On top of that it's just a fun, rapid blast. Your tank is a joy to control and brilliant to live in, full of pop up consoles and screens that look good enough to touch. Combat is fast as you glide around a solid city full of enemy tanks and aircraft, switching between rockets and homing missiles to deal out explode neon death. And, despite it's '80s arcade roots and looks, this is actually one of the more fully featured games on PlayStation VR thanks to its lengthy campaign, upgrades and procedurally generated continuation. While other titles here can be cleared in a single sitting, this can potentially go on as long as you can.

Wayward Sky

Genre: Puzzler

What is it?
A charming third person and first person narrative puzzler

Why is it in our best PlayStation VR games list?
The lovely thing about Wayward Sky is the perfect way it demonstrates the new ways devs are letting us interact with VR worlds. The tale of Bess, a young girl who has crash landed on a floating fortress of robots (one of which has unfortunately stolen her father), it pops you out of sickness’ reach in a handy third person perspective. From the comfort of the sky, perfect for taking in the charming visuals, you steer Bess by pointing the Move or DualShock wherever you’d like her to go, firing the trigger and off she trots. 

When there’s something a little more interactive to do, it zooms you into a first person perspective to turn bulbs or flip switches.
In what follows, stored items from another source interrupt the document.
// SPDX-License-Identifier: MIT
// Copyright 2026 Roland Dreier <roland@kernel.org>

//! Data models for the application.

pub mod activity;
pub mod deletion;
pub mod user;

pub use activity::{metadata_keys, ActivityKind, ActivityLogEntry, ActivityStatus, NewActivity};
pub use deletion::{DeletionRequest, DeletionStatus};
pub use user::{AccountStatus, AuthProvider, PublicUser, UserProfile, UserRole};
It feels simultaneously casual and ultra precise and a brilliant way to tackle any kind of motion sickness caused by VR. The whole story takes about three hours and the puzzling is great fun but could have done with being a little more challenging. Lack of brain hurting aside though, this feels like only the beginning of the new wave of VR that isn’t all about making us jump out of our skins. 

Job Simulator

Genre: Simulation

What is it? A game where having a job is absurdly good fun

Why is it in our best PlayStation VR games list?

Because you should know how it feels to make hotdogs and jumbo size them, or be shouted at by a Gordon Ramsay-style floating AI while you attempt to cook meatballs. Job Simulator hands over four different experiences that have been crafted especially for robots in 2050 to know what was like to be a lowly human. That means working in an office checking emails and printing things out, standing behind the counter of a convenience store, sweating it out in the kitchen of a gourmet restaurant and even fleecing people as a car mechanic. It was originally created for HTC Vive so Move wands are essential but this is a perfect slice of VR simulation.

It’s short and sweet with each experience at around 25/30 minutes if you’re just following instructions but there’s plenty of ways to play in the environments. The humour is smart and funny, everything is touchable and interactive and you’ll gleefully set fire to everything, throw paper planes in the office and generally cause chaos. Make sure you’ve got enough space though as each environment is full of fridges to open, items to pick up and buttons to push. Believe us, it hurts when your coffee table gets in the way.